SegWit also offered a fix for a flaw in the Bitcoin protocol that let users to change transaction hashes. A digital signature can provide an entirely different transaction hash with just one character change. The signature has been relocated from the transaction data and into the independent witness data, making it impossible to amend the transaction ID. SegWit therefore offers a solution to transaction malleability.
What are the advantages of SegWit?
SegWit, a part of the Bitcoin protocol, is now supported by the majority of Bitcoin-based services. By quickly searching Google, users of Bitcoin and cryptocurrency exchanges can easily determine whether the exchange they are using supports SegWit transactions.

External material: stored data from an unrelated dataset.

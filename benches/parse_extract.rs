//! Benchmarks for marker parsing, anchor detection and retrieval.
//!
//! Benchmark targets:
//! - Parsing a paragraph: <100us
//! - Anchor extraction on a paragraph: <500us
//! - Cascade search over 1,000 entries: <20ms

// Criterion macros generate items without docs - this is expected for benchmarks
// Benchmarks use expect/unwrap for simplicity - panics are acceptable in benchmarks
#![allow(missing_docs)]
#![allow(clippy::expect_used, clippy::unwrap_used)]

use chrono::{Duration, Utc};
use criterion::{BenchmarkId, Criterion, Throughput, criterion_group, criterion_main};
use std::hint::black_box;
use std::sync::Arc;

use waymark::models::{ConversationEntry, EntryId, NewEntry, RetrievalRequest};
use waymark::storage::InMemoryStore;
use waymark::{AnchorDetector, RetrievalEngine, facets, parse};

const PLAIN: &str = "We looked at the logs and nothing stood out yet.";
const ANNOTATED: &str = "I am {state:analytical} about this problem [context:storage] \
    &pattern:retry|backoff| We decided to use PostgreSQL because it handles our \
    write load. → This solved our performance issues. Should we shard the users table? \
    {state:weighted|focused[0.7]|tired[0.3]|} {branch:alpha|explore} ⇉ →merge{branch:alpha}";

fn bench_parse(c: &mut Criterion) {
    let mut group = c.benchmark_group("parse");
    for (name, text) in [("plain", PLAIN), ("annotated", ANNOTATED)] {
        group.throughput(Throughput::Bytes(text.len() as u64));
        group.bench_with_input(BenchmarkId::from_parameter(name), text, |b, text| {
            b.iter(|| parse(black_box(text)));
        });
    }
    group.finish();
}

fn bench_extract(c: &mut Criterion) {
    let detector = AnchorDetector::default();
    let mut group = c.benchmark_group("extract_anchors");
    for (name, text) in [("plain", PLAIN), ("annotated", ANNOTATED)] {
        group.bench_with_input(BenchmarkId::from_parameter(name), text, |b, text| {
            b.iter(|| detector.extract(black_box(text)));
        });
    }
    group.bench_function("facets", |b| {
        b.iter(|| facets::extract(black_box("[type:analysis] [insight:meta] &pattern:loop@active@")));
    });
    group.finish();
}

fn engine_with(count: usize) -> RetrievalEngine {
    let detector = AnchorDetector::default();
    let now = Utc::now();
    let entries = (0..count).map(|i| {
        let text = if i % 3 == 0 { ANNOTATED } else { PLAIN };
        ConversationEntry::from_new(
            NewEntry::new(text, parse(text)).with_anchors(detector.extract(text)),
            EntryId::new(format!("entry-{i:05}")),
            now - Duration::seconds(i64::try_from(i).unwrap()),
        )
    });
    RetrievalEngine::new(Arc::new(InMemoryStore::with_entries(entries)))
}

fn bench_search(c: &mut Criterion) {
    let mut group = c.benchmark_group("search");
    for count in [100, 1_000] {
        let engine = engine_with(count);
        for (name, query) in [("content", "postgresql"), ("state", "analyzing"), ("miss", "kubernetes")] {
            let request = RetrievalRequest::new(query).with_max_tokens(500);
            group.bench_with_input(BenchmarkId::new(name, count), &request, |b, request| {
                b.iter(|| engine.search(black_box(request)).unwrap());
            });
        }
    }
    group.finish();
}

criterion_group!(benches, bench_parse, bench_extract, bench_search);
criterion_main!(benches);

However, SegWit’s benefits for Bitcoin go beyond just accelerating the network and making blocks smaller. As was discussed in lesson 15 on scaling, SegWit is the first step towards scaling for Bitcoin and a number of other key cryptocurrency networks. For the Bitcoin network to function, quick and efficient blockchain networks are required, and SegWit opened the way for scaling blockchain networks for widespread use, both directly and indirectly.
What are the downsides of SegWit?
It is likely that Bitcoin network changes will take much longer to implement than those in altcoin networks because there is simply too much at stake, despite the fact that the adoption of SegWit transactions in the Bitcoin network is rising and reached a record high of more than 65% at the beginning of 2020. Additionally, not everybody currently supports SegWit transactions.
A number of hard forks off the Bitcoin network have occurred over the past few years, with the ongoing scaling dispute most likely being the main driver. The most well-known of these forks was the hard fork that created Bitcoin Cash, which took place on August 1, 2017. The second fork of Bitcoin Cash took place on November 15, 2018, boosting the network’s block size limit from 1MB to 8MB. It will be interesting to see whether the scaling approach ends up being the cryptocurrency that is embraced the most widely in the future.